The structure included some inducements to encourage management to meet the requirements of getting a NASDAQ listing, which automatically triggers conversion of the preferred to common. Additional steps taken to meet NASDAQ requirements include rolling back the stock 1:3 in order to achieve a minimum $5.00 share price, and reforming the board to have a majority of independent directors.

We have been fortunate to attract two industry veterans, Ray Seegmiller and David Kilpatrick, to fill those positions. An additional requirement is that Whittier register the newly issued shares by the end of the year or pay a two-percent annual penalty. Both these processes are underway and we expect to meet the requirements.

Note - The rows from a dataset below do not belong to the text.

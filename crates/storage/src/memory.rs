use std::sync::{
	atomic::{AtomicBool, Ordering},
	Arc,
};

use async_trait::async_trait;
use bytes::Bytes;
use parking_lot::RwLock;
use tracing::trace;

use super::{DynHandle, HandleKind, StorageError, StorageHandle};

/// In-memory file tree.
///
/// Useful for hosts that already hold the workspace in memory and for exercising the indexer
/// without touching a disk. Any node can be flagged unreadable, making `list_children` and
/// `read_all` fail with [`StorageError::PermissionDenied`].
#[derive(Debug)]
pub struct MemoryHandle {
	name: String,
	kind: HandleKind,
	contents: RwLock<Bytes>,
	children: RwLock<Vec<Arc<MemoryHandle>>>,
	unreadable: AtomicBool,
}

impl MemoryHandle {
	fn new(name: impl Into<String>, kind: HandleKind, contents: Bytes) -> Self {
		Self {
			name: name.into(),
			kind,
			contents: RwLock::new(contents),
			children: RwLock::new(Vec::new()),
			unreadable: AtomicBool::new(false),
		}
	}

	#[must_use]
	pub fn directory(name: impl Into<String>) -> Arc<Self> {
		Arc::new(Self::new(name, HandleKind::Directory, Bytes::new()))
	}

	#[must_use]
	pub fn file(name: impl Into<String>, contents: impl Into<Bytes>) -> Arc<Self> {
		Arc::new(Self::new(name, HandleKind::File, contents.into()))
	}

	/// Builds a tree from `/`-separated relative file paths, creating intermediate directories.
	#[must_use]
	pub fn from_files<'a>(
		root_name: impl Into<String>,
		files: impl IntoIterator<Item = (&'a str, &'a [u8])>,
	) -> Arc<Self> {
		let root = Self::directory(root_name);

		for (path, contents) in files {
			let mut components = path.split('/').filter(|c| !c.is_empty()).peekable();
			let mut current = Arc::clone(&root);

			while let Some(component) = components.next() {
				if components.peek().is_none() {
					current.add_file(component, Bytes::copy_from_slice(contents));
				} else {
					current = current.add_dir(component);
				}
			}
		}

		root
	}

	/// Appends `child` and returns it.
	pub fn add_child(&self, child: Arc<Self>) -> Arc<Self> {
		self.children.write().push(Arc::clone(&child));
		child
	}

	/// Returns the existing child directory named `name`, or creates it.
	pub fn add_dir(&self, name: &str) -> Arc<Self> {
		if let Some(existing) = self.child(name).filter(|child| child.is_dir()) {
			return existing;
		}
		self.add_child(Self::directory(name))
	}

	/// Adds a file or replaces the content of an existing one.
	pub fn add_file(&self, name: &str, contents: impl Into<Bytes>) -> Arc<Self> {
		let contents = contents.into();
		if let Some(existing) = self.child(name).filter(|child| !child.is_dir()) {
			*existing.contents.write() = contents;
			return existing;
		}
		self.add_child(Self::file(name, contents))
	}

	#[must_use]
	pub fn child(&self, name: &str) -> Option<Arc<Self>> {
		self.children
			.read()
			.iter()
			.find(|child| child.name == name)
			.cloned()
	}

	/// Follows a `/`-separated relative path down the tree.
	#[must_use]
	pub fn lookup(self: &Arc<Self>, path: &str) -> Option<Arc<Self>> {
		path.split('/')
			.filter(|c| !c.is_empty())
			.try_fold(Arc::clone(self), |current, component| current.child(component))
	}

	pub fn set_unreadable(&self, unreadable: bool) {
		self.unreadable.store(unreadable, Ordering::Release);
	}

	fn check_readable(&self) -> Result<(), StorageError> {
		if self.unreadable.load(Ordering::Acquire) {
			Err(StorageError::PermissionDenied(self.name.clone()))
		} else {
			Ok(())
		}
	}
}

#[async_trait]
impl StorageHandle for MemoryHandle {
	fn name(&self) -> &str {
		&self.name
	}

	fn kind(&self) -> HandleKind {
		self.kind
	}

	async fn list_children(&self) -> Result<Vec<DynHandle>, StorageError> {
		if !self.is_dir() {
			return Err(StorageError::NotADirectory(self.name.clone()));
		}
		self.check_readable()?;

		Ok(self
			.children
			.read()
			.iter()
			.map(|child| Arc::clone(child) as DynHandle)
			.collect())
	}

	async fn read_all(&self) -> Result<Bytes, StorageError> {
		if self.is_dir() {
			return Err(StorageError::NotAFile(self.name.clone()));
		}
		self.check_readable()?;

		Ok(self.contents.read().clone())
	}

	async fn write(&self, data: Bytes) -> Result<(), StorageError> {
		if self.is_dir() {
			return Err(StorageError::NotAFile(self.name.clone()));
		}
		trace!(name = %self.name, bytes = data.len(), "MemoryHandle::write");

		*self.contents.write() = data;
		Ok(())
	}

	async fn get_file(&self, name: &str, create: bool) -> Result<DynHandle, StorageError> {
		if !self.is_dir() {
			return Err(StorageError::NotADirectory(self.name.clone()));
		}

		match self.child(name) {
			Some(child) if child.is_dir() => Err(StorageError::NotAFile(name.to_string())),
			Some(child) => Ok(child),
			None if create => Ok(self.add_child(Self::file(name, Bytes::new()))),
			None => Err(StorageError::NotFound {
				parent: self.name.clone(),
				name: name.to_string(),
			}),
		}
	}
}
//! Local filesystem handles

use std::{
	path::{Path, PathBuf},
	sync::Arc,
};

use async_trait::async_trait;
use bytes::Bytes;
use tokio::fs;
use tracing::{debug, trace};

use super::{DynHandle, HandleKind, LocalIoError, LocalOp, StorageError, StorageHandle};

/// Handle over a path on the local filesystem.
///
/// A thin wrapper around `tokio::fs`. Only plain files and directories are reported as
/// children: symlinks are never followed, so a link back to an ancestor can't loop a walk.
#[derive(Debug, Clone)]
pub struct LocalHandle {
	path: PathBuf,
	name: String,
	kind: HandleKind,
}

impl LocalHandle {
	/// Opens a handle to an existing file or directory.
	pub async fn open(path: impl AsRef<Path>) -> Result<Arc<Self>, StorageError> {
		let path = path.as_ref();
		let metadata = fs::metadata(path)
			.await
			.map_err(|e| LocalIoError::new(LocalOp::Open, path, e))?;

		let kind = if metadata.is_dir() {
			HandleKind::Directory
		} else {
			HandleKind::File
		};

		Ok(Arc::new(Self::new(path.to_path_buf(), kind)))
	}

	fn new(path: PathBuf, kind: HandleKind) -> Self {
		// Use `to_string_lossy` because a partially corrupted but identifiable name is better than nothing
		let name = path
			.file_name()
			.map_or_else(|| path.to_string_lossy(), |name| name.to_string_lossy())
			.to_string();

		Self { path, name, kind }
	}

	#[must_use]
	pub fn path(&self) -> &Path {
		&self.path
	}

	fn ensure_dir(&self) -> Result<(), StorageError> {
		if self.kind == HandleKind::Directory {
			Ok(())
		} else {
			Err(StorageError::NotADirectory(self.name.clone()))
		}
	}

	fn ensure_file(&self) -> Result<(), StorageError> {
		if self.kind == HandleKind::File {
			Ok(())
		} else {
			Err(StorageError::NotAFile(self.name.clone()))
		}
	}
}

#[async_trait]
impl StorageHandle for LocalHandle {
	fn name(&self) -> &str {
		&self.name
	}

	fn kind(&self) -> HandleKind {
		self.kind
	}

	async fn list_children(&self) -> Result<Vec<DynHandle>, StorageError> {
		self.ensure_dir()?;
		trace!(path = %self.path.display(), "LocalHandle::list_children");

		let mut read_dir = fs::read_dir(&self.path)
			.await
			.map_err(|e| LocalIoError::new(LocalOp::List, &self.path, e))?;

		let mut children: Vec<DynHandle> = Vec::new();

		while let Some(entry) = read_dir
			.next_entry()
			.await
			.map_err(|e| LocalIoError::new(LocalOp::List, &self.path, e))?
		{
			let child_path = entry.path();

			// `DirEntry::file_type` doesn't follow symlinks, unlike `fs::metadata`
			let file_type = match entry.file_type().await {
				Ok(file_type) => file_type,
				Err(e) => {
					debug!(path = %child_path.display(), "Skipping unreadable entry: {e:#?}");
					continue;
				}
			};

			let kind = if file_type.is_dir() {
				HandleKind::Directory
			} else if file_type.is_file() {
				HandleKind::File
			} else {
				trace!(path = %child_path.display(), "Skipping symlink or special file");
				continue;
			};

			children.push(Arc::new(Self::new(child_path, kind)));
		}

		Ok(children)
	}

	async fn read_all(&self) -> Result<Bytes, StorageError> {
		self.ensure_file()?;
		trace!(path = %self.path.display(), "LocalHandle::read_all");

		fs::read(&self.path)
			.await
			.map(Bytes::from)
			.map_err(|e| LocalIoError::new(LocalOp::Read, &self.path, e).into())
	}

	async fn write(&self, data: Bytes) -> Result<(), StorageError> {
		self.ensure_file()?;
		debug!(
			path = %self.path.display(),
			bytes = data.len(),
			"LocalHandle::write"
		);

		fs::write(&self.path, data)
			.await
			.map_err(|e| LocalIoError::new(LocalOp::Write, &self.path, e).into())
	}

	async fn get_file(&self, name: &str, create: bool) -> Result<DynHandle, StorageError> {
		self.ensure_dir()?;
		let path = self.path.join(name);

		match fs::metadata(&path).await {
			Ok(metadata) if metadata.is_file() => Ok(Arc::new(Self::new(path, HandleKind::File))),
			Ok(_) => Err(StorageError::NotAFile(name.to_string())),
			Err(e) if e.kind() == std::io::ErrorKind::NotFound => {
				if !create {
					return Err(StorageError::NotFound {
						parent: self.name.clone(),
						name: name.to_string(),
					});
				}

				fs::write(&path, b"")
					.await
					.map_err(|e| LocalIoError::new(LocalOp::Create, &path, e))?;

				Ok(Arc::new(Self::new(path, HandleKind::File)))
			}
			Err(e) => Err(LocalIoError::new(LocalOp::Open, &path, e).into()),
		}
	}
}
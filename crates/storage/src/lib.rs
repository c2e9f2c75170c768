//! Storage handles for workspace access.
//!
//! The indexer never touches a filesystem API directly, it only sees [`StorageHandle`]s: opaque,
//! capability-scoped references that know their own `name` and `kind`, can enumerate children
//! (directories), and read or write their whole content (files). Hosts plug in whatever backs
//! the workspace; this crate ships [`LocalHandle`] over `tokio::fs` and [`MemoryHandle`], an
//! in-memory tree.

#![warn(
	clippy::all,
	clippy::pedantic,
	clippy::correctness,
	clippy::perf,
	clippy::style,
	clippy::suspicious,
	clippy::complexity,
	clippy::nursery,
	clippy::unwrap_used,
	unused_qualifications,
	rust_2018_idioms,
	trivial_casts,
	trivial_numeric_casts,
	unused_allocation,
	clippy::unnecessary_cast,
	clippy::cast_lossless,
	clippy::cast_possible_truncation,
	clippy::cast_possible_wrap,
	clippy::cast_precision_loss,
	clippy::cast_sign_loss,
	clippy::dbg_macro,
	clippy::deprecated_cfg_attr,
	clippy::separated_literal_suffix,
	deprecated
)]
#![forbid(deprecated_in_future)]
#![allow(clippy::missing_errors_doc, clippy::module_name_repetitions)]

use std::{fmt, sync::Arc};

use async_trait::async_trait;
use bytes::Bytes;

mod error;
mod local;
mod memory;

pub use error::{LocalIoError, LocalOp, StorageError};
pub use local::LocalHandle;
pub use memory::MemoryHandle;

/// Shared, type-erased handle as passed around by the indexer.
pub type DynHandle = Arc<dyn StorageHandle>;

#[derive(Debug, Clone, Copy, PartialEq, Eq, Hash)]
pub enum HandleKind {
	File,
	Directory,
}

#[async_trait]
pub trait StorageHandle: fmt::Debug + Send + Sync + 'static {
	/// Name of this entry alone, without any parent component.
	fn name(&self) -> &str;

	fn kind(&self) -> HandleKind;

	/// Immediate children of a directory, in whatever order the backend yields them.
	async fn list_children(&self) -> Result<Vec<DynHandle>, StorageError>;

	/// Whole content of a file.
	async fn read_all(&self) -> Result<Bytes, StorageError>;

	/// Replaces the whole content of a file.
	async fn write(&self, data: Bytes) -> Result<(), StorageError>;

	/// Looks up a direct child file of a directory, optionally creating it empty.
	async fn get_file(&self, name: &str, create: bool) -> Result<DynHandle, StorageError>;

	fn is_dir(&self) -> bool {
		self.kind() == HandleKind::Directory
	}
}
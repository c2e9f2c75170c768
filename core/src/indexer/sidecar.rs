//! Per-workspace ignore rules persisted as a JSON array in a file at the workspace root.

use md_storage::{StorageError, StorageHandle};

use bytes::Bytes;
use thiserror::Error;
use tracing::{debug, error};

use super::IgnoreRuleSet;

pub const DEFAULT_IGNORE_FILE_NAME: &str = ".md-ignore";

#[derive(Error, Debug)]
pub enum SidecarError {
	#[error("ignore file storage error: {0}")]
	Storage(#[from] StorageError),
	#[error("ignore file is not a JSON array of strings: {0}")]
	Json(#[from] serde_json::Error),
}

/// Loads the ignore rules of a workspace.
///
/// A missing, unreadable or malformed file yields `defaults`; this never fails.
pub async fn load_ignore_file(
	root: &dyn StorageHandle,
	file_name: &str,
	defaults: &IgnoreRuleSet,
) -> IgnoreRuleSet {
	match try_load_ignore_file(root, file_name).await {
		Ok(rules) => {
			debug!(file_name, patterns = ?rules.patterns(), "Loaded ignore rules");
			rules
		}
		Err(e) => {
			debug!(file_name, "Using default ignore rules: {e:#}");
			defaults.clone()
		}
	}
}

async fn try_load_ignore_file(
	root: &dyn StorageHandle,
	file_name: &str,
) -> Result<IgnoreRuleSet, SidecarError> {
	let file = root.get_file(file_name, false).await?;
	let contents = file.read_all().await?;

	Ok(serde_json::from_slice::<IgnoreRuleSet>(&contents)?)
}

/// Writes the ignore rules as a pretty-printed JSON array, creating the file if needed.
pub async fn save_ignore_file(
	root: &dyn StorageHandle,
	file_name: &str,
	rules: &IgnoreRuleSet,
) -> Result<(), SidecarError> {
	let json = serde_json::to_vec_pretty(rules)?;

	let res = async {
		let file = root.get_file(file_name, true).await?;
		file.write(Bytes::from(json)).await
	}
	.await;

	if let Err(e) = &res {
		error!(file_name, "Failed to save ignore file: {e:#}");
	}

	Ok(res?)
}
use std::path::Path;

use anyhow::{Context, Result};
use tracing_appender::{non_blocking::WorkerGuard, rolling};
use tracing_subscriber::{
	filter::{Directive, LevelFilter},
	fmt::{self, Layer},
	prelude::*,
	EnvFilter,
};

use crate::config::CoreConfig;

#[cfg(debug_assertions)]
const CONSOLE_LOG_FILTER: LevelFilter = LevelFilter::DEBUG;

#[cfg(not(debug_assertions))]
const CONSOLE_LOG_FILTER: LevelFilter = LevelFilter::INFO;

/// Installs the global tracing subscriber.
///
/// Everything goes to the console; when `log_dir` is given, a daily rolling file receives the
/// same events without ANSI colors. The returned guard flushes the file writer on drop, so the
/// host must keep it alive for as long as it wants file logs.
pub fn init(config: &CoreConfig, log_dir: Option<&Path>) -> Result<Option<WorkerGuard>> {
	let filter = EnvFilter::builder()
		.with_default_directive(LevelFilter::WARN.into())
		.from_env_lossy()
		.add_directive(
			format!("md_core={}", config.log_level)
				.parse::<Directive>()
				.context("invalid log level in config")?,
		)
		.add_directive(
			format!("md_task_limiter={}", config.log_level)
				.parse::<Directive>()
				.context("invalid log level in config")?,
		)
		.add_directive(
			format!("md_storage={}", config.log_level)
				.parse::<Directive>()
				.context("invalid log level in config")?,
		);

	let (file_layer, guard) = log_dir.map_or((None, None), |log_dir| {
		let (non_blocking, guard) = tracing_appender::non_blocking(rolling::daily(log_dir, "log"));
		let layer = Layer::default()
			.with_writer(non_blocking)
			.with_ansi(false)
			.with_filter(LevelFilter::DEBUG);
		(Some(layer), Some(guard))
	});

	tracing_subscriber::registry()
		.with(filter)
		.with(fmt::layer().with_filter(CONSOLE_LOG_FILTER))
		.with(file_layer)
		.try_init()
		.context("a global tracing subscriber is already installed")?;

	Ok(guard)
}
//! # Annotation anchors
//!
//! A highlight made on rendered content is persisted as an [`Anchor`]: structural paths from the
//! content root down to the elements holding both ends of the selection, plus character offsets.
//! Whenever the content is rendered again, previous markers are stripped and every stored anchor
//! is resolved against the new tree and wrapped in a fresh marker element. Anchors that no longer
//! fit the content are skipped, never deleted.

use serde::{Deserialize, Serialize};
use thiserror::Error;

pub mod content;
mod engine;
pub mod path;
pub mod range;
mod store;

pub use content::{Element, NodeData, NodeId, RenderedContent};
pub use engine::{capture_anchor, reconstruct_anchors, AnchorEngine, ReconstructReport, Selection};
pub use path::{PathError, StructuralPath, ROOT_TOKEN};
pub use range::{Boundary, RangeError};
pub use store::{
	AnnotationStore, Annotations, FileBackend, KeyValueBackend, MemoryBackend, StoreError,
};

pub const DEFAULT_HIGHLIGHT_CLASS: &str = "highlight";
pub const DEFAULT_ANNOTATIONS_KEY_PREFIX: &str = "md-annotations-";

const ANCHOR_ID_PREFIX: &str = "highlight-";

/// Persisted locator of a highlight.
///
/// `text` is informational only, reconstruction relies on paths and offsets alone.
#[derive(Debug, Clone, PartialEq, Eq, Serialize, Deserialize)]
#[serde(rename_all = "camelCase")]
pub struct Anchor {
	pub id: String,
	pub text: String,
	#[serde(alias = "startContainerPath")]
	pub start_path: String,
	#[serde(alias = "endContainerPath")]
	pub end_path: String,
	pub start_offset: usize,
	pub end_offset: usize,
}

#[derive(Error, Debug)]
pub enum AnchorError {
	// Capture errors
	#[error("selection holds no text")]
	EmptySelection,
	#[error("selection is not inside the rendered content")]
	OutsideContent,

	// Reconstruction errors
	#[error(transparent)]
	Path(#[from] PathError),
	#[error("structural path doesn't match the current content: <path='{0}'>")]
	Unresolved(String),
	#[error(transparent)]
	Range(#[from] RangeError),

	#[error("anchor <id='{anchor_id}'> was captured but not persisted: {source}")]
	Persist {
		anchor_id: String,
		#[source]
		source: StoreError,
	},
}

fn new_anchor_id() -> String {
	format!("{ANCHOR_ID_PREFIX}{}", uuid::Uuid::now_v7())
}
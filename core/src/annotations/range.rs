//! Live ranges over [`RenderedContent`] and the two mutations the anchor engine performs on
//! it: wrapping a range in a marker element and stripping markers back out.

use thiserror::Error;

use super::content::{Element, NodeData, NodeId, RenderedContent};

/// A point in the content: a character offset in a text node, or a child index in an element.
#[derive(Debug, Clone, Copy, PartialEq, Eq)]
pub struct Boundary {
	pub node: NodeId,
	pub offset: usize,
}

impl Boundary {
	#[must_use]
	pub const fn new(node: NodeId, offset: usize) -> Self {
		Self { node, offset }
	}
}

#[derive(Error, Debug, Clone, PartialEq, Eq)]
pub enum RangeError {
	#[error("boundary offset out of bounds: <offset={offset}, length={len}>")]
	IndexSize { offset: usize, len: usize },
	#[error("boundary is not inside the rendered content")]
	Detached,
	#[error("range end comes before its start")]
	Reversed,
	#[error("range partially selects an element")]
	PartialSelection,
}

/// Where a boundary sits among the children of the node that will receive the marker.
struct ParentPoint {
	parent: NodeId,
	index: usize,
	text_offset: Option<usize>,
}

impl ParentPoint {
	const fn order_key(&self) -> (usize, usize) {
		match self.text_offset {
			Some(offset) => (self.index, offset),
			None => (self.index, 0),
		}
	}
}

fn check(content: &RenderedContent, boundary: Boundary) -> Result<(), RangeError> {
	if !content.is_attached(boundary.node) {
		return Err(RangeError::Detached);
	}

	let len = content.len(boundary.node);
	if boundary.offset > len {
		return Err(RangeError::IndexSize {
			offset: boundary.offset,
			len,
		});
	}

	Ok(())
}

fn parent_point(content: &RenderedContent, boundary: Boundary) -> Result<ParentPoint, RangeError> {
	if content.is_text(boundary.node) {
		let parent = content.parent(boundary.node).ok_or(RangeError::Detached)?;
		let index = content
			.index_in_parent(boundary.node)
			.ok_or(RangeError::Detached)?;

		Ok(ParentPoint {
			parent,
			index,
			text_offset: Some(boundary.offset),
		})
	} else {
		Ok(ParentPoint {
			parent: boundary.node,
			index: boundary.offset,
			text_offset: None,
		})
	}
}

/// Child index just past the boundary once its text node, if any, has been split there.
fn split_at(content: &mut RenderedContent, point: &ParentPoint, node: NodeId) -> (usize, bool) {
	match point.text_offset {
		None | Some(0) => (point.index, false),
		Some(offset) if offset >= content.len(node) => (point.index + 1, false),
		Some(offset) => {
			let split = content.split_text(node, offset).is_some();
			(point.index + 1, split)
		}
	}
}

/// Moves everything between `start` and `end` into a new `wrapper` element put in their place.
///
/// Both boundaries must share the same parent once text containers are accounted for, a range
/// that would cut through an element is rejected. Returns the id of the inserted wrapper.
pub fn surround_contents(
	content: &mut RenderedContent,
	start: Boundary,
	end: Boundary,
	wrapper: Element,
) -> Result<NodeId, RangeError> {
	check(content, start)?;
	check(content, end)?;

	let start_point = parent_point(content, start)?;
	let end_point = parent_point(content, end)?;

	if start_point.parent != end_point.parent {
		return Err(RangeError::PartialSelection);
	}
	if start_point.order_key() > end_point.order_key() {
		return Err(RangeError::Reversed);
	}

	let parent = start_point.parent;

	// End first, a split there never moves the start.
	let (mut end_index, _) = split_at(content, &end_point, end.node);
	let (start_index, split) = split_at(content, &start_point, start.node);
	if split {
		end_index += 1;
	}

	let moved = content.children(parent)[start_index..end_index].to_vec();
	let wrapper = content.create(NodeData::Element(wrapper));
	for node in moved {
		content.append_child(wrapper, node);
	}
	content.insert_child(parent, start_index, wrapper);

	Ok(wrapper)
}

/// Unwraps every element carrying `class`, moving its children up in its place, then
/// normalizes text. `tracked` boundaries are kept pointing at the same content throughout.
///
/// Returns how many markers were removed.
pub fn strip_markers(
	content: &mut RenderedContent,
	class: &str,
	tracked: &mut [Boundary],
) -> usize {
	let markers = content.find_by_class(class);

	for &marker in &markers {
		let (Some(parent), Some(index)) = (content.parent(marker), content.index_in_parent(marker))
		else {
			continue;
		};

		let children = content.children(marker).to_vec();
		for boundary in tracked.iter_mut() {
			if boundary.node == marker {
				*boundary = Boundary::new(parent, index + boundary.offset);
			} else if boundary.node == parent && boundary.offset > index {
				boundary.offset = boundary.offset + children.len() - 1;
			}
		}

		content.detach(marker);
		for (k, child) in children.into_iter().enumerate() {
			content.insert_child(parent, index + k, child);
		}
	}

	let root = content.root();
	normalize(content, root, tracked);

	markers.len()
}

/// Drops empty text nodes and merges runs of adjacent text nodes under `node`.
pub fn normalize(content: &mut RenderedContent, node: NodeId, tracked: &mut [Boundary]) {
	for id in content.descendants(node) {
		if !content.is_text(id) {
			continue;
		}
		let (Some(parent), Some(index)) = (content.parent(id), content.index_in_parent(id)) else {
			// Already merged into a previous sibling.
			continue;
		};

		let mut len = content.len(id);
		if len == 0 {
			remove_tracked(content, id, parent, index, tracked);
			continue;
		}

		while let Some(&next) = content.children(parent).get(index + 1) {
			let Some(tail) = content.text(next).map(ToString::to_string) else {
				break;
			};

			for boundary in tracked.iter_mut() {
				if boundary.node == next {
					*boundary = Boundary::new(id, len + boundary.offset);
				} else if boundary.node == parent && boundary.offset == index + 1 {
					*boundary = Boundary::new(id, len);
				}
			}

			if let Some(text) = content.text_mut(id) {
				text.push_str(&tail);
			}
			len += tail.chars().count();
			remove_tracked(content, next, parent, index + 1, tracked);
		}
	}
}

fn remove_tracked(
	content: &mut RenderedContent,
	id: NodeId,
	parent: NodeId,
	index: usize,
	tracked: &mut [Boundary],
) {
	for boundary in tracked.iter_mut() {
		if boundary.node == id {
			*boundary = Boundary::new(parent, index);
		} else if boundary.node == parent && boundary.offset > index {
			boundary.offset -= 1;
		}
	}

	content.detach(id);
}

/// Sort key putting boundaries in document order, `None` for detached nodes.
#[must_use]
pub fn document_order_key(
	content: &RenderedContent,
	boundary: Boundary,
) -> Option<(Vec<usize>, usize)> {
	let mut path = Vec::new();
	let mut current = boundary.node;
	while current != content.root() {
		path.push(content.index_in_parent(current)?);
		current = content.parent(current)?;
	}
	path.reverse();

	if content.is_text(boundary.node) {
		Some((path, boundary.offset))
	} else {
		path.push(boundary.offset);
		Some((path, 0))
	}
}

On the debt side, BNP Paribas teamed up with our existing bank and agreed to provide a new $75 million borrowing base facility from which we could draw up to $30.5 million, subject to meeting certain minimum hedge requirements in terms of volume and pricing, which we were able to do shortly after closing.

Whittier has grown rapidly and successfully over the last three years. Several factors have contributed to this. The company has talented and dedicated management and staff supported by an experienced board of directors, and we have a large controlling shareholder group that has supported our growth plans.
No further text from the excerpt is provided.